▶ About this exercise
Please write out the listing beneath this sentence exactly, from its first line to the line with "or two in-service", and stop there.

▶ Task material
//! Durable certificate storage.
//!
//! Public certificate fields are stored in the clear for querying. The secret
//! material (private key, issuer chain) is sealed with the datastore key and
//! bound to the certificate id as associated data.
//!
//! The store enforces one invariant itself: promotion of a certificate to
//! Active demotes every other in-service certificate of the same type in the
//! same transaction, so readers never observe zero or two in-service
//! certificates for a type.

use crate::error::{IdentityError, IdentityResult};
use crate::pki::{Certificate, CertificateMaterial, CertificateStatus, CertificateType};
use rusqlite::{params, Connection, OpenFlags, OptionalExtension, Row};
use std::path::Path;
use std::sync::{Mutex, MutexGuard};
use tracing::{debug, info};
use vitalguard_core::TimestampMs;
use vitalguard_crypto::Sealer;
use zeroize::Zeroizing;

const COLUMNS: &str =
    "id, cert_type, subject, issuer, public_key, not_before_ms, not_after_ms, signature, status";

const IN_SERVICE: &str = "('Active', 'ExpiringSoon')";

/// SQLite-backed certificate store.
pub struct CertificateStore {
    conn: Mutex<Connection>,
    sealer: Sealer,
}

fn read_certificate(row: &Row<'_>) -> rusqlite::Result<(Certificate, String, String)> {
    let cert_type: String = row.get(1)?;
    let status: String = row.get(8)?;
    Ok((
        Certificate {
            id: row.get(0)?,
            // parsed by the caller so a corrupt value surfaces as CorruptRecord
            cert_type: CertificateType::ClientAuth,
            subject: row.get(2)?,
            issuer: row.get(3)?,
            public_key: row.get(4)?,
            not_before_ms: row.get(5)?,
            not_after_ms: row.get(6)?,
            signature: row.get(7)?,
            status: CertificateStatus::Pending,
        },
        cert_type,
        status,
    ))
}

fn finish(raw: (Certificate, String, String)) -> IdentityResult<Certificate> {
    let (mut cert, cert_type, status) = raw;
    cert.cert_type = cert_type.parse()?;
    cert.status = status.parse()?;
    Ok(cert)
}

impl CertificateStore {
    pub fn open(path: impl AsRef<Path>, sealer: Sealer) -> IdentityResult<Self> {
        let path = path.as_ref();
        info!(path = %path.display(), "Opening certificate store");

        if let Some(parent) = path.parent() {
            std::fs::create_dir_all(parent)?;
        }

        let conn = Connection::open_with_flags(
            path,
            OpenFlags::SQLITE_OPEN_READ_WRITE
                | OpenFlags::SQLITE_OPEN_CREATE
                | OpenFlags::SQLITE_OPEN_NO_MUTEX,
        )?;
        conn.pragma_update(None, "journal_mode", "WAL")?;
        conn.pragma_update(None, "synchronous", "FULL")?;
        Self::from_connection(conn, sealer)
    }

    pub fn open_in_memory(sealer: Sealer) -> IdentityResult<Self> {
        Self::from_connection(Connection::open_in_memory()?, sealer)
    }

    fn from_connection(conn: Connection, sealer: Sealer) -> IdentityResult<Self> {
        conn.execute_batch(
            r#"
            CREATE TABLE IF NOT EXISTS certificates (
                id TEXT PRIMARY KEY,
                cert_type TEXT NOT NULL,
                subject TEXT NOT NULL,
                issuer TEXT NOT NULL,
                public_key BLOB NOT NULL,
                not_before_ms INTEGER NOT NULL,
                not_after_ms INTEGER NOT NULL,
                signature BLOB NOT NULL,
                status TEXT NOT NULL,
                material BLOB NOT NULL,
                installed_at_ms INTEGER NOT NULL,
                updated_at_ms INTEGER NOT NULL
            );

            CREATE INDEX IF NOT EXISTS idx_cert_type_status ON certificates(cert_type, status);
            "#,
        )?;
        Ok(Self {
            conn: Mutex::new(conn),
            sealer,
        })
    }

    fn lock(&self) -> IdentityResult<MutexGuard<'_, Connection>> {
        self.conn.lock().map_err(|_| IdentityError::LockPoisoned)
    }

    /// Insert a new certificate with its sealed material.
    pub fn insert(
        &self,
        cert: &Certificate,
        material: &CertificateMaterial,
        now: TimestampMs,
    ) -> IdentityResult<()> {
        let plaintext = Zeroizing::new(serde_json::to_vec(material)?);
        let sealed = self.sealer.seal(&plaintext, cert.id.as_bytes())?;

        let conn = self.lock()?;
        let exists: Option<i64> = conn
            .query_row("SELECT 1 FROM certificates WHERE id = ?1", [&cert.id], |row| {
                row.get(0)
            })
            .optional()?;
        if exists.is_some() {
            return Err(IdentityError::CertificateExists {
                cert_id: cert.id.clone(),
            });
        }

        conn.execute(
            &format!(
                "INSERT INTO certificates ({}, material, installed_at_ms, updated_at_ms) \
                 VALUES (?1, ?2, ?3, ?4, ?5, ?6, ?7, ?8, ?9, ?10, ?11, ?11)",
                COLUMNS
            ),
            params![
                cert.id,
                cert.cert_type.as_str(),
                cert.subject,
                cert.issuer,
                cert.public_key,
                cert.not_before_ms,
                cert.not_after_ms,
                cert.signature,
                cert.status.as_str(),
                sealed,
                now,
            ],
        )?;
        debug!(cert_id = %cert.id, cert_type = %cert.cert_type, "Certificate stored");
        Ok(())
    }

    pub fn get(&self, cert_id: &str) -> IdentityResult<Option<Certificate>> {
        let conn = self.lock()?;
        let raw = conn
            .query_row(
                &format!("SELECT {} FROM certificates WHERE id = ?1", COLUMNS),
                [cert_id],
                read_certificate,
            )
            .optional()?;
        raw.map(finish).transpose()
    }

    pub fn require(&self, cert_id: &str) -> IdentityResult<Certificate> {
        self.get(cert_id)?.ok_or_else(|| IdentityError::CertificateNotFound {
            cert_id: cert_id.to_string(),
        })
    }

    fn query(&self, sql: &str, params: impl rusqlite::Params) -> IdentityResult<Vec<Certificate>> {
        let conn = self.lock()?;
        let mut stmt = conn.prepare(sql)?;
        let raw = stmt
            .query_map(params, read_certificate)?
            .collect::<rusqlite::Result<Vec<_>>>()?;
        raw.into_iter().map(finish).collect()
    }

    /// Every stored certificate, oldest first.
    pub fn list(&self) -> IdentityResult<Vec<Certificate>> {
        self.query(
            &format!("SELECT {} FROM certificates ORDER BY installed_at_ms, id", COLUMNS),
            [],
        )
    }

    pub fn list_by_type(&self, cert_type: CertificateType) -> IdentityResult<Vec<Certificate>> {
        self.query(
            &format!(
                "SELECT {} FROM certificates WHERE cert_type = ?1 ORDER BY installed_at_ms, id",
                COLUMNS
            ),
            [cert_type.as_str()],
        )
    }

    /// All Active or ExpiringSoon certificates.
    pub fn in_service(&self) -> IdentityResult<Vec<Certificate>> {
        self.query(
            &format!(
                "SELECT {} FROM certificates WHERE status IN {} ORDER BY cert_type",
                COLUMNS, IN_SERVICE
            ),
            [],
        )
    }

    pub fn set_status(
        &self,
        cert_id: &str,
        status: CertificateStatus,
        now: TimestampMs,
    ) -> IdentityResult<()> {
        let conn = self.lock()?;
        let changed = conn.execute(
            "UPDATE certificates SET status = ?1, updated_at_ms = ?2 WHERE id = ?3",
            params![status.as_str(), now, cert_id],
        )?;
        if changed == 0 {
            return Err(IdentityError::CertificateNotFound {
                cert_id: cert_id.to_string(),
            });
        }
        Ok(())
    }

    /// Atomically put a Pending certificate in service as `status` (Active or
    /// ExpiringSoon) and supersede the previous in-service certificate(s) of
    /// its type.
    ///
    /// Returns the ids that were superseded.
    pub fn promote(
        &self,
        cert_id: &str,
        status: CertificateStatus,
        now: TimestampMs,
    ) -> IdentityResult<Vec<String>> {
        let target = status;
        let mut conn = self.lock()?;
        let tx = conn.transaction()?;

        let row: Option<(String, String)> = tx
            .query_row(
                "SELECT cert_type, status FROM certificates WHERE id = ?1",
                [cert_id],
                |row| Ok((row.get(0)?, row.get(1)?)),
            )
            .optional()?;
        let (cert_type, status) = row.ok_or_else(|| IdentityError::CertificateNotFound {
            cert_id: cert_id.to_string(),
        })?;
        let status: CertificateStatus = status.parse()?;
        if status != CertificateStatus::Pending || !target.is_in_service() {
            return Err(IdentityError::InvalidTransition {
                cert_id: cert_id.to_string(),
                from: status,
                to: target,
            });
        }

        let superseded = {
            let mut stmt = tx.prepare(&format!(
                "SELECT id FROM certificates WHERE cert_type = ?1 AND status IN {} AND id != ?2",
                IN_SERVICE
            ))?;
            let ids = stmt
                .query_map(params![cert_type, cert_id], |row| row.get::<_, String>(0))?
                .collect::<rusqlite::Result<Vec<_>>>()?;
            ids
        };

        tx.execute(
            &format!(
                "UPDATE certificates SET status = 'Superseded', updated_at_ms = ?1 \
                 WHERE cert_type = ?2 AND status IN {} AND id != ?3",
                IN_SERVICE
            ),
            params![now, cert_type, cert_id],
        )?;
        tx.execute(
            "UPDATE certificates SET status = ?1, updated_at_ms = ?2 WHERE id = ?3",
            params![target.as_str(), now, cert_id],
        )?;
        tx.commit()?;

        info!(cert_id, cert_type = %cert_type, status = %target, superseded = ?superseded, "Certificate promoted");
        Ok(superseded)
    }

    /// Undo a promotion in one transaction: drop `cert_id` and give each
    /// previously superseded certificate back the status listed for it.
    pub fn roll_back(
        &self,
        cert_id: &str,
        restore: &[(String, CertificateStatus)],
        now: TimestampMs,
    ) -> IdentityResult<()> {
        let mut conn = self.lock()?;
        let tx = conn.transaction()?;
        tx.execute("DELETE FROM certificates WHERE id = ?1", [cert_id])?;
        for (id, status) in restore {
            tx.execute(
                "UPDATE certificates SET status = ?1, updated_at_ms = ?2 \
                 WHERE id = ?3 AND status = 'Superseded'",
                params![status.as_str(), now, id],
            )?;
        }
        tx.commit()?;

        info!(cert_id, restored = restore.len(), "Certificate promotion rolled back");
        Ok(())
    }

    pub fn delete(&self, cert_id: &str) -> IdentityResult<()> {
        let conn = self.lock()?;
        conn.execute("DELETE FROM certificates WHERE id = ?1", [cert_id])?;
        Ok(())
    }

    /// Open the sealed material of a certificate.
    pub fn material(&self, cert_id: &str) -> IdentityResult<CertificateMaterial> {
        let sealed: Option<Vec<u8>> = {
            let conn = self.lock()?;
            conn.query_row(
                "SELECT material FROM certificates WHERE id = ?1",
                [cert_id],
                |row| row.get(0),
            )
            .optional()?
        };
        let sealed = sealed.ok_or_else(|| IdentityError::CertificateNotFound {
            cert_id: cert_id.to_string(),
        })?;
        let plaintext = self.sealer.open(&sealed, cert_id.as_bytes())?;
        Ok(serde_json::from_slice(&plaintext)?)
    }

    #[doc(hidden)]
    pub fn __test_execute_raw_sql(
        &self,
        sql: &str,
        params: &[&dyn rusqlite::ToSql],
    ) -> IdentityResult<usize> {
        let conn = self.lock()?;
        Ok(conn.execute(sql, params)?)
    }
}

▶ Task output
//! Durable certificate storage.
//!
//! Public certificate fields are stored in the clear for querying. The secret
//! material (private key, issuer chain) is sealed with the datastore key and
//! bound to the certificate id as associated data.
//!
//! The store enforces one invariant itself: promotion of a certificate to
//! Active demotes every other in-service certificate of the same type in the
//! same transaction, so readers never observe zero or two in-service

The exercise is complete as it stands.